Temperature effects on hard carbon derived from sawdust as anode materials for sodium ion batteries

Background: Electrochemical energy storage devices, namely batteries, are vital in reducing greenhouse gas secretions and are reliable alternatives to fossil fuel-based electrical energy storage systems. Thus, hard carbon (HC) is one of the most promising sustainable materials in the energy storage sector. Methods: This study assembled sodium ion cells using sawdust powder resource-derived HC as an anode for sodium ion storage. We studied the effects of calcination temperature for the first time. Ball-milled and acidwashed sawdust powders were prepared by calcination at different temperatures. The characterization and electrochemical analyses of the HC synthesized at different temperatures were performed. Significant findings: We found that the ratios of C = O and the micro/meso pore size distributions in HCs corresponded highly to the sodium ion storage performance.

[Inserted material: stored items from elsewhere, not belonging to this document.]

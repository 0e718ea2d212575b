use crate::config::Config;

/// Application state shared with every handler: database paths and toggles
/// resolved at startup. Identity is never kept here; it is re-resolved from
/// the session cookie on each request.
#[derive(Debug, Clone)]
pub struct AppState {
    pub config: Config,
}

impl AppState {
    pub fn new(config: Config) -> Self {
        Self { config }
    }
}
//! Session helpers so handlers only deal with domain-level operations:
//! persisting the logged-in user id and queueing flash messages.

use actix_session::Session;
use actix_web::{FromRequest, HttpRequest, dev::Payload};
use futures_util::future::LocalBoxFuture;
use serde::{Deserialize, Serialize};

use crate::errors::{AppError, AppResult};

pub(crate) const USER_ID_KEY: &str = "user_id";
const FLASH_KEY: &str = "flash";

/// One flash message, consumed on the next rendered page.
#[derive(Debug, Clone, PartialEq, Eq, Serialize, Deserialize)]
pub struct Flash {
    pub level: String,
    pub message: String,
}

impl Flash {
    pub fn danger(message: impl Into<String>) -> Self {
        Self {
            level: "danger".to_string(),
            message: message.into(),
        }
    }
}

/// Newtype wrapper exposing higher-level session operations.
#[derive(Clone)]
pub struct SessionContext(Session);

impl SessionContext {
    pub fn new(session: Session) -> Self {
        Self(session)
    }

    /// Persist the authenticated user's id in the session cookie.
    pub fn persist_user(&self, user_id: i64) -> AppResult<()> {
        self.0
            .insert(USER_ID_KEY, user_id)
            .map_err(|e| AppError::Session(format!("failed to persist session: {e}")))
    }

    /// Fetch the current user id from the session, if present.
    pub fn user_id(&self) -> AppResult<Option<i64>> {
        self.0
            .get::<i64>(USER_ID_KEY)
            .map_err(|e| AppError::Session(format!("failed to read session: {e}")))
    }

    /// Tear down the session entirely (logout).
    pub fn purge(&self) {
        self.0.purge();
    }

    /// Queue a flash message for the next rendered page.
    pub fn flash(&self, level: &str, message: &str) -> AppResult<()> {
        let mut queued = self.peek_flashes()?;
        queued.push(Flash {
            level: level.to_string(),
            message: message.to_string(),
        });
        self.0
            .insert(FLASH_KEY, queued)
            .map_err(|e| AppError::Session(format!("failed to queue flash: {e}")))
    }

    /// Drain all queued flash messages.
    pub fn take_flashes(&self) -> AppResult<Vec<Flash>> {
        let queued = self.peek_flashes()?;
        self.0.remove(FLASH_KEY);
        Ok(queued)
    }

    fn peek_flashes(&self) -> AppResult<Vec<Flash>> {
        Ok(self
            .0
            .get::<Vec<Flash>>(FLASH_KEY)
            .map_err(|e| AppError::Session(format!("failed to read flashes: {e}")))?
            .unwrap_or_default())
    }
}

impl FromRequest for SessionContext {
    type Error = actix_web::Error;
    type Future = LocalBoxFuture<'static, Result<Self, Self::Error>>;

    fn from_request(req: &HttpRequest, payload: &mut Payload) -> Self::Future {
        let fut = Session::from_request(req, payload);
        Box::pin(async move { fut.await.map(SessionContext::new) })
    }
}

The half-cell, HC1200 (at 1200 degrees C) exhibited the highest reversible capacity of 320 mAh/g after 200 cycles at 0.5 A/g. The Na3V2(PO4)3(NVP)//HC1200 pouch-type full cells showed superior capacity retention of 96.7% and a coulombic efficiency of 98.9% after 400 cycles. The assynthesized biomass carbon derived from sawdust powder is a potential anode material for sodium ion batteries.